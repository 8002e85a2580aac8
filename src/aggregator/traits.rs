//! Group trait rows into per-category entry lists.
//!
//! Each row becomes one entry under its normalized category, in input order.
//! The rarity is stored as display text ("2.50%"); numeric comparisons go
//! through [`parse_rarity_display`].

use super::category::normalize_category;
use crate::store::{HeroStore, TraitRow};
use log::{debug, info, warn};
use serde::{Deserialize, Serialize};
use std::collections::BTreeMap;

/// A single trait value inside a category
#[derive(Debug, Clone, PartialEq, Serialize, Deserialize)]
pub struct TraitEntry {
    /// Trait value text
    pub value: String,

    /// Number of heroes carrying this value
    pub count: u64,

    /// Rarity with two decimals and a percent sign, e.g. "2.50%"
    #[serde(rename = "rarity")]
    pub rarity_display: String,
}

impl TraitEntry {
    /// Numeric rarity percentage, if the display text parses
    pub fn percentage(&self) -> Option<f64> {
        parse_rarity_display(&self.rarity_display)
    }
}

/// Trait entries keyed by normalized category
///
/// Built once per session by [`aggregate_traits`] and then only read.
#[derive(Debug, Clone, Default, PartialEq, Serialize, Deserialize)]
#[serde(transparent)]
pub struct AggregatedTraits {
    categories: BTreeMap<String, Vec<TraitEntry>>,
}

impl AggregatedTraits {
    /// Empty mapping, used when traits are not (yet) loaded
    pub fn new() -> Self {
        Self::default()
    }

    /// Entries of one category
    pub fn get(&self, category: &str) -> Option<&[TraitEntry]> {
        self.categories.get(category).map(Vec::as_slice)
    }

    pub fn contains(&self, category: &str) -> bool {
        self.categories.contains_key(category)
    }

    pub fn is_empty(&self) -> bool {
        self.categories.is_empty()
    }

    /// Number of categories
    pub fn len(&self) -> usize {
        self.categories.len()
    }

    /// Number of entries across all categories
    pub fn entry_count(&self) -> usize {
        self.categories.values().map(Vec::len).sum()
    }

    /// Categories and their entries, ordered by category name
    pub fn iter(&self) -> impl Iterator<Item = (&str, &[TraitEntry])> {
        self.categories
            .iter()
            .map(|(category, entries)| (category.as_str(), entries.as_slice()))
    }

    fn push(&mut self, category: &str, entry: TraitEntry) {
        self.categories
            .entry(category.to_string())
            .or_default()
            .push(entry);
    }
}

/// Group trait rows by normalized category
///
/// **Public** - main entry point for aggregation
///
/// # Arguments
/// * `rows` - Trait rows as returned by the store (ordered by category, value)
///
/// # Returns
/// One entry per input row. Duplicated (category, value) pairs are kept.
pub fn aggregate_traits(rows: &[TraitRow]) -> AggregatedTraits {
    debug!("Aggregating {} trait rows", rows.len());

    let mut traits = AggregatedTraits::new();

    for row in rows {
        traits.push(
            normalize_category(&row.category),
            TraitEntry {
                value: row.value.clone(),
                count: row.count,
                rarity_display: format_rarity(row.rarity),
            },
        );
    }

    debug!(
        "Aggregated into {} categories ({} entries)",
        traits.len(),
        traits.entry_count()
    );

    traits
}

/// Fetch and aggregate the trait table
///
/// A failed or empty fetch yields an empty mapping. The failure is logged
/// and not returned.
pub fn load_traits<S: HeroStore + ?Sized>(store: &S) -> AggregatedTraits {
    match store.fetch_traits() {
        Ok(rows) if rows.is_empty() => {
            warn!("Trait table returned no rows");
            AggregatedTraits::new()
        }
        Ok(rows) => {
            let traits = aggregate_traits(&rows);
            info!(
                "Loaded {} trait values in {} categories",
                traits.entry_count(),
                traits.len()
            );
            traits
        }
        Err(e) => {
            warn!("Error fetching traits: {}", e);
            AggregatedTraits::new()
        }
    }
}

/// Render a rarity percentage for display
pub fn format_rarity(rarity: f64) -> String {
    format!("{:.2}%", rarity)
}

/// Parse display text such as "2.50%" back into a percentage
pub fn parse_rarity_display(display: &str) -> Option<f64> {
    display
        .trim()
        .trim_end_matches('%')
        .trim()
        .parse::<f64>()
        .ok()
        .filter(|value| !value.is_nan())
}

#[cfg(test)]
mod tests {
    use super::*;

    #[test]
    fn test_format_rarity() {
        assert_eq!(format_rarity(2.5), "2.50%");
        assert_eq!(format_rarity(0.0), "0.00%");
        assert_eq!(format_rarity(100.0), "100.00%");
        assert_eq!(format_rarity(12.3456), "12.35%");
    }

    #[test]
    fn test_parse_rarity_display() {
        assert_eq!(parse_rarity_display("2.50%"), Some(2.5));
        assert_eq!(parse_rarity_display("10%"), Some(10.0));
        assert_eq!(parse_rarity_display("N/A"), None);
        assert_eq!(parse_rarity_display("NaN%"), None);
    }

    #[test]
    fn test_aggregate_preserves_input_order() {
        let rows = vec![
            TraitRow::new("Weapon", "Sword", 40, 8.0),
            TraitRow::new("Weapon", "Axe", 5, 1.0),
        ];

        let traits = aggregate_traits(&rows);
        let values: Vec<_> = traits.get("Weapon").unwrap().iter().map(|e| e.value.as_str()).collect();
        assert_eq!(values, vec!["Sword", "Axe"]);
    }

    #[test]
    fn test_aggregate_keeps_duplicates() {
        let rows = vec![
            TraitRow::new("Head", "Cap", 3, 0.3),
            TraitRow::new("Head", "Cap", 3, 0.3),
        ];

        let traits = aggregate_traits(&rows);
        assert_eq!(traits.get("Head").unwrap().len(), 2);
    }

    #[test]
    fn test_aggregate_empty() {
        let traits = aggregate_traits(&[]);
        assert!(traits.is_empty());
        assert_eq!(traits.entry_count(), 0);
    }

    #[test]
    fn test_serializes_as_plain_map() {
        let traits = aggregate_traits(&[TraitRow::new("Name", "Aegis", 1, 0.01)]);
        let json = serde_json::to_value(&traits).unwrap();
        assert_eq!(
            json,
            serde_json::json!({"1/1": [{"value": "Aegis", "count": 1, "rarity": "0.01%"}]})
        );
    }
}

What is being asked :: Search the listing above for lines containing "struct", and copy them.

Solution to this exercise ::
pub struct TraitEntry {
pub struct AggregatedTraits {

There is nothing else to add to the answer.